I was curious how gender-ratios of young women and men are distribute geographically in Europe. Eurostat offers absolute numbers for all NUTS2 regions in Europe. The most recent available figures were referring to January 2012 – in few cases like Turkey I was falling back to January 2011 due to missing values.
The figures are drawn from table “demo_r_d2jan” onĀ Eurostat.
So what you see here is the ratio of women to men (aged 16 to 30 years) in 2012 for the respective NUTS 2 region. The coloring ranges from the 5% quartile (red) and ends at the 95% quartile (green) – the white color is chosen for the medium.
Poorer regions like the former GDR (except for Leipzig and Berlin) or parts of Spain, as well as poorly urbanized regions (see Scandinavia) seem to experience the strongest sexual imbalance.

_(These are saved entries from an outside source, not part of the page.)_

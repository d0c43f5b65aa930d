//! Shape variants and face-ID decoding.
//!
//! Each variant is a plain tag; its behavior lives in a [`ShapeTraits`] row
//! looked up from a static table, so every override point can be tested on
//! its own.

use crate::error::{GaugeError, Result};
use serde::Deserialize;
use std::f64::consts::{FRAC_PI_2, PI};

/// Gauge layout selected by the face ID's shape field.
#[derive(Debug, Clone, Copy, PartialEq, Eq, Hash, Deserialize)]
pub enum ShapeVariant {
    Full,
    Half,
    Quarter,
    Eighth,
    Sector,
    RotatedFull,
    RotatedQuarter,
}

/// Which begin-angle formula a variant uses.
#[derive(Debug, Clone, Copy, PartialEq, Eq)]
pub enum AngleFormula {
    /// `π/2 + span/2 + offset`: the sweep is centered on the top of the face.
    Centered,
    /// `(π/2 - span) + span - offset`: the sweep starts at the top.
    TopAnchored,
}

/// How value labels are placed and thinned.
#[derive(Debug, Clone, Copy, PartialEq, Eq)]
pub enum LabelPolicy {
    /// Radial labels thinned by the jump algorithm.
    Radial,
    /// Only the first and last labels, anchored away from the arc ends.
    Endpoints,
    /// Radial labels without the zero/min labels, nudged off the sweep boundary.
    Rotated,
}

/// The per-variant override points.
#[derive(Debug, Clone, Copy, PartialEq)]
pub struct ShapeTraits {
    pub angle: AngleFormula,
    /// Added to the needle rotation to match the orientation of the face's needle artwork.
    pub needle_adjust: f64,
    pub labels: LabelPolicy,
    /// Extra angle added to the sweep when measuring room for tick labels.
    pub label_arc_adjust: f64,
    /// Draw the aggregate value in the middle of the face.
    pub central_value: bool,
    /// Fill the arc from the begin angle to the needle.
    pub value_fill: bool,
}

const CENTERED_RADIAL: ShapeTraits = ShapeTraits {
    angle: AngleFormula::Centered,
    needle_adjust: 0.0,
    labels: LabelPolicy::Radial,
    label_arc_adjust: 0.0,
    central_value: false,
    value_fill: false,
};

impl ShapeVariant {
    pub const ALL: [ShapeVariant; 7] = [
        ShapeVariant::Full,
        ShapeVariant::Half,
        ShapeVariant::Quarter,
        ShapeVariant::Eighth,
        ShapeVariant::Sector,
        ShapeVariant::RotatedFull,
        ShapeVariant::RotatedQuarter,
    ];

    pub fn from_code(code: u8) -> Result<Self> {
        Self::ALL
            .get(code as usize)
            .copied()
            .ok_or_else(|| GaugeError::InvalidArgument(format!("unknown shape code {code}")))
    }

    pub fn code(self) -> u8 {
        self as u8
    }

    pub fn traits(self) -> ShapeTraits {
        match self {
            ShapeVariant::Full => ShapeTraits {
                central_value: true,
                ..CENTERED_RADIAL
            },
            ShapeVariant::Half => CENTERED_RADIAL,
            ShapeVariant::Quarter => ShapeTraits {
                angle: AngleFormula::TopAnchored,
                ..CENTERED_RADIAL
            },
            ShapeVariant::Eighth => ShapeTraits {
                needle_adjust: FRAC_PI_2,
                ..CENTERED_RADIAL
            },
            ShapeVariant::Sector => ShapeTraits {
                angle: AngleFormula::TopAnchored,
                needle_adjust: FRAC_PI_2,
                labels: LabelPolicy::Endpoints,
                ..CENTERED_RADIAL
            },
            ShapeVariant::RotatedFull => ShapeTraits {
                angle: AngleFormula::TopAnchored,
                labels: LabelPolicy::Rotated,
                label_arc_adjust: -2.0 * crate::ticks::LABEL_NUDGE,
                central_value: true,
                value_fill: true,
                ..CENTERED_RADIAL
            },
            ShapeVariant::RotatedQuarter => ShapeTraits {
                angle: AngleFormula::TopAnchored,
                needle_adjust: -PI,
                labels: LabelPolicy::Rotated,
                label_arc_adjust: -2.0 * crate::ticks::LABEL_NUDGE,
                value_fill: true,
                ..CENTERED_RADIAL
            },
        }
    }
}

/// Bit-packed face identifier: `rotation:4 | shape:4 | face:8` (high to low).
#[derive(Debug, Clone, Copy, PartialEq, Eq, Hash)]
pub struct FaceId {
    pub face: u8,
    pub shape: ShapeVariant,
    /// Rotation in steps of 22.5°.
    pub rotation: u8,
}

impl FaceId {
    pub fn decode(id: u16) -> Result<Self> {
        Ok(Self {
            face: (id & 0xff) as u8,
            shape: ShapeVariant::from_code(((id >> 8) & 0x0f) as u8)?,
            rotation: ((id >> 12) & 0x0f) as u8,
        })
    }

    pub fn encode(&self) -> u16 {
        ((self.rotation as u16 & 0x0f) << 12)
            | ((self.shape.code() as u16 & 0x0f) << 8)
            | self.face as u16
    }

    pub fn rotation_offset(&self) -> f64 {
        crate::angle::rotation_offset_from_field(self.rotation)
    }
}

#[cfg(test)]
mod tests {
    use super::*;

    #[test]
    fn test_face_id_fields() {
        let id = FaceId::decode(0x3205).unwrap();
        assert_eq!(id.face, 5);
        assert_eq!(id.shape, ShapeVariant::Quarter);
        assert_eq!(id.rotation, 3);
        assert_eq!(id.encode(), 0x3205);
    }

    #[test]
    fn test_unknown_shape_code_is_rejected() {
        assert!(FaceId::decode(0x0f00).is_err());
        assert!(ShapeVariant::from_code(7).is_err());
    }

    #[test]
    fn test_needle_adjustments() {
        assert_eq!(ShapeVariant::Eighth.traits().needle_adjust, FRAC_PI_2);
        assert_eq!(ShapeVariant::Sector.traits().needle_adjust, FRAC_PI_2);
        assert_eq!(ShapeVariant::RotatedQuarter.traits().needle_adjust, -PI);
        assert_eq!(ShapeVariant::Full.traits().needle_adjust, 0.0);
    }

    #[test]
    fn test_only_full_circle_variants_show_central_value() {
        let central: Vec<_> = ShapeVariant::ALL
            .iter()
            .filter(|s| s.traits().central_value)
            .collect();
        assert_eq!(
            central,
            vec![&ShapeVariant::Full, &ShapeVariant::RotatedFull]
        );
    }
}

It is very interesting to see that there are pretty strong areas in Turkey. Still – I would not necessarily recommend moving there! My just knocked out armchair theory would be that in those poorer areas women are left behind by their men who move to richer parts of Turkey or EU to earn money for the family.
Actually the map is crafted with d3.js. And more good stuff is planned on:
- d3.js basics
- the nuts ‘n bolts of NUTS (no bolts)
- using the statistics database on Eurostat
UPDATE 2013-04-04:
I posted the map on Reddit. Already received very interesting questions and comments!
Hi Raffael,
Thanks for your excellent blog! I was also trying to make web maps based on Eurostat data and NUTS geometries. I have shared reusable geometries for NUTS regions in JSONĀ formats here: https://github.com/jgaffuri/Nuts2json
Feel free to reuse and provide feedback if you see something improvable !
Tschuss,
julien
Hi,
The visualizations with the maps are great. Can you provide me a link to the R code for this. I would like to apply it other areas I am interested in.
Thanks
Ganesh
Hi Ganesh,
the visualization is based on D3.js – no R involved. Shapefiles for the map converted with QuantumGIS into GeoJSON and that data you can then load with D3.js (plenty of examples out there for that part). The areas already have the proper ID so changing their color based on the data set (containing the values for the region) is no problem. In the end I did simply a screen shot.
Don’t know where I have the code for that – was pre-GitHub-times.